### Supplied information

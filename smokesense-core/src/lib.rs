//! # smokesense-core
//!
//! Core library for smokesense - a smoking-reduction companion.
//!
//! This library provides:
//! - Domain types for logs and profiles
//! - The analytics engine (bucketing, breakdowns, projections, recovery,
//!   archetypes and the views built on them)
//! - Static craving-shield rituals and daily quotes
//! - Database storage layer with SQLite
//! - Configuration management
//! - Logging infrastructure
//!
//! ## Example
//!
//! ```rust,no_run
//! use smokesense_core::analytics::AnalyticsSnapshot;
//! use smokesense_core::{Config, Database, LogFilter};
//!
//! let config = Config::load().expect("failed to load config");
//! let db = Database::open(&Config::database_path()).expect("failed to open database");
//! db.migrate().expect("failed to run migrations");
//!
//! let user = &config.user.id;
//! let logs = db.list_logs(user, &LogFilter::default()).expect("failed to read logs");
//! let profile = db.get_profile(user).expect("failed to read profile");
//! let now = chrono::Local::now();
//! let snapshot = AnalyticsSnapshot::compute(&logs, profile.as_ref(), &config.analytics, &now);
//! println!("{}", snapshot.dashboard.greeting);
//! ```

// Re-export commonly used items at the crate root
pub use config::Config;
pub use db::{Database, LogChange, LogFilter};
pub use error::{Error, Result};
pub use types::*;

// Public modules
pub mod analytics;
pub mod config;
pub mod db;
pub mod error;
pub mod format;
pub mod logging;
pub mod types;
pub mod wellness;
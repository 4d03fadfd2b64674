//! Insights view: dominant patterns, archetype and tips.

use std::collections::HashSet;

use chrono::TimeZone;
use serde::Serialize;

use super::archetype::{classify, Archetype};
use super::breakdown::{BreakdownSet, CategoryCount, MIN_EVENTS_FOR_INSIGHTS};
use super::bucketing::hourly_histogram;
use crate::format::format_hour;
use crate::types::SmokeLog;

/// Kind of tip, so renderers can pick an icon.
#[derive(Debug, Clone, Copy, PartialEq, Eq, Serialize)]
#[serde(rename_all = "snake_case")]
pub enum TipKind {
    Breathing,
    PeakHour,
    Friction,
}

#[derive(Debug, Clone, PartialEq, Eq, Serialize)]
pub struct Tip {
    pub kind: TipKind,
    pub text: String,
}

/// Everything shown once enough logs exist.
#[derive(Debug, Clone, PartialEq, Serialize)]
pub struct InsightReport {
    pub total_logs: usize,
    pub top_mood: Option<CategoryCount>,
    pub top_activity: Option<CategoryCount>,
    pub top_location: Option<CategoryCount>,
    /// Local hour with the most logs
    pub peak_hour: u8,
    /// Logs per distinct local day that has logs
    pub daily_average: f64,
    pub archetype: Archetype,
    /// Label of the top mood, else of the top activity
    pub main_trigger: Option<&'static str>,
    pub tips: Vec<Tip>,
}

/// Insights, or how far the user is from unlocking them.
#[derive(Debug, Clone, PartialEq, Serialize)]
#[serde(tag = "status", rename_all = "snake_case")]
pub enum Insights {
    NotEnoughData { logged: usize, required: usize },
    Ready(InsightReport),
}

impl Insights {
    /// Build insights from all of a user's logs, bucketed in `tz`.
    pub fn compute<Tz: TimeZone>(events: &[SmokeLog], tz: &Tz) -> Self {
        let breakdowns = BreakdownSet::compute(events);
        let peak_hour = hourly_histogram(events, tz).peak_hour();

        let Some(archetype) = classify(&breakdowns, peak_hour).archetype() else {
            return Insights::NotEnoughData {
                logged: events.len(),
                required: MIN_EVENTS_FOR_INSIGHTS,
            };
        };

        let top_mood = breakdowns.mood.first().copied();
        let top_activity = breakdowns.activity.first().copied();
        let top_location = breakdowns.location.first().copied();
        let main_trigger = top_mood.or(top_activity).map(|row| row.value.label());

        Insights::Ready(InsightReport {
            total_logs: events.len(),
            top_mood,
            top_activity,
            top_location,
            peak_hour,
            daily_average: daily_average(events, tz),
            archetype,
            main_trigger,
            tips: tips(top_mood, peak_hour),
        })
    }

    /// Fraction of the logs needed to unlock insights, in [0, 1].
    pub fn unlock_progress(&self) -> f64 {
        match self {
            Insights::NotEnoughData { logged, required } => {
                (*logged as f64 / *required as f64).min(1.0)
            }
            Insights::Ready(_) => 1.0,
        }
    }

    pub fn report(&self) -> Option<&InsightReport> {
        match self {
            Insights::Ready(report) => Some(report),
            Insights::NotEnoughData { .. } => None,
        }
    }
}

fn daily_average<Tz: TimeZone>(events: &[SmokeLog], tz: &Tz) -> f64 {
    let dates: Vec<_> = events
        .iter()
        .filter_map(SmokeLog::occurred_at)
        .map(|ts| ts.with_timezone(tz).date_naive())
        .collect();
    let days: HashSet<_> = dates.iter().collect();
    dates.len() as f64 / days.len().max(1) as f64
}

const FRICTION_TIP: &str =
    "Consider leaving your cigarettes in a harder-to-reach place to break the automatic habit.";

fn tips(top_mood: Option<CategoryCount>, peak_hour: u8) -> Vec<Tip> {
    let mut tips = Vec::with_capacity(3);
    if let Some(mood) = top_mood {
        tips.push(Tip {
            kind: TipKind::Breathing,
            text: format!(
                "Since {} is a trigger, try a 1-minute breathing exercise when you feel it coming.",
                mood.value.label()
            ),
        });
    }
    tips.push(Tip {
        kind: TipKind::PeakHour,
        text: format!(
            "Be extra vigilant around {}. Plan a distraction for this time.",
            format_hour(peak_hour)
        ),
    });
    tips.push(Tip {
        kind: TipKind::Friction,
        text: FRICTION_TIP.to_string(),
    });
    tips
}
//! Database schema and migrations
//!
//! Uses SQLite with embedded migrations managed via PRAGMA user_version.

use rusqlite::Connection;

/// Current schema version
pub const SCHEMA_VERSION: i32 = 1;

/// SQL migrations, indexed by version number
const MIGRATIONS: &[&str] = &[
    // Version 1: logs and profiles
    r#"
    -- One row per user, never touched by resets
    CREATE TABLE IF NOT EXISTS profiles (
        user_id          TEXT PRIMARY KEY,
        display_name     TEXT,
        phase            TEXT NOT NULL DEFAULT 'awareness',
        daily_budget     INTEGER,
        unit_price       REAL,
        motivation_text  TEXT,
        motivation_image TEXT,
        disguise_enabled INTEGER NOT NULL DEFAULT 0,
        disguise_name    TEXT NOT NULL DEFAULT 'Notes',
        updated_at       TEXT NOT NULL
    );

    -- Append-only; rows leave only through bulk resets
    CREATE TABLE IF NOT EXISTS cigarette_logs (
        id               TEXT PRIMARY KEY,
        user_id          TEXT NOT NULL,
        logged_at        TEXT NOT NULL,
        mood             TEXT,
        activity         TEXT,
        location         TEXT,
        was_delayed      INTEGER NOT NULL DEFAULT 0,
        delay_seconds    INTEGER,
        notes            TEXT
    );

    CREATE INDEX IF NOT EXISTS idx_cigarette_logs_user_time
        ON cigarette_logs(user_id, logged_at);
    "#,
];

/// Run all pending migrations
pub fn run_migrations(conn: &Connection) -> crate::error::Result<()> {
    let current_version: i32 = conn
        .query_row("PRAGMA user_version", [], |r| r.get(0))
        .unwrap_or(0);

    tracing::info!(
        current_version,
        target_version = SCHEMA_VERSION,
        "Checking database migrations"
    );

    for (i, migration) in MIGRATIONS.iter().enumerate() {
        let version = (i + 1) as i32;
        if version > current_version {
            tracing::info!(version, "Running migration");
            conn.execute_batch(migration)?;
            conn.execute(&format!("PRAGMA user_version = {}", version), [])?;
        }
    }

    if current_version < SCHEMA_VERSION {
        tracing::info!(
            from = current_version,
            to = SCHEMA_VERSION,
            "Migrations complete"
        );
    }

    Ok(())
}

/// Get the current schema version from the database
pub fn get_schema_version(conn: &Connection) -> crate::error::Result<i32> {
    let version: i32 = conn.query_row("PRAGMA user_version", [], |r| r.get(0))?;
    Ok(version)
}

#[cfg(test)]
mod tests {
    use super::*;

    #[test]
    fn test_migrations_idempotent() {
        let conn = Connection::open_in_memory().unwrap();

        run_migrations(&conn).unwrap();
        run_migrations(&conn).unwrap();

        let version = get_schema_version(&conn).unwrap();
        assert_eq!(version, SCHEMA_VERSION);
    }

    #[test]
    fn test_tables_created() {
        let conn = Connection::open_in_memory().unwrap();
        run_migrations(&conn).unwrap();

        for table in ["profiles", "cigarette_logs"] {
            let exists: i32 = conn
                .query_row(
                    "SELECT COUNT(*) FROM sqlite_master WHERE type='table' AND name=?",
                    [table],
                    |r| r.get(0),
                )
                .unwrap();
            assert_eq!(exists, 1, "Table {} should exist", table);
        }
    }
}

### What you need to do
Look back at the entries above. Retype the line with "pub struct Tip", the line with "let peak_hour = hourly_histogram(events, tz).peak_hour();", and all lines in between.

### Exercise answer
pub struct Tip {
    pub kind: TipKind,
    pub text: String,
}

/// Everything shown once enough logs exist.
#[derive(Debug, Clone, PartialEq, Serialize)]
pub struct InsightReport {
    pub total_logs: usize,
    pub top_mood: Option<CategoryCount>,
    pub top_activity: Option<CategoryCount>,
    pub top_location: Option<CategoryCount>,
    /// Local hour with the most logs
    pub peak_hour: u8,
    /// Logs per distinct local day that has logs
    pub daily_average: f64,
    pub archetype: Archetype,
    /// Label of the top mood, else of the top activity
    pub main_trigger: Option<&'static str>,
    pub tips: Vec<Tip>,
}

/// Insights, or how far the user is from unlocking them.
#[derive(Debug, Clone, PartialEq, Serialize)]
#[serde(tag = "status", rename_all = "snake_case")]
pub enum Insights {
    NotEnoughData { logged: usize, required: usize },
    Ready(InsightReport),
}

impl Insights {
    /// Build insights from all of a user's logs, bucketed in `tz`.
    pub fn compute<Tz: TimeZone>(events: &[SmokeLog], tz: &Tz) -> Self {
        let breakdowns = BreakdownSet::compute(events);
        let peak_hour = hourly_histogram(events, tz).peak_hour();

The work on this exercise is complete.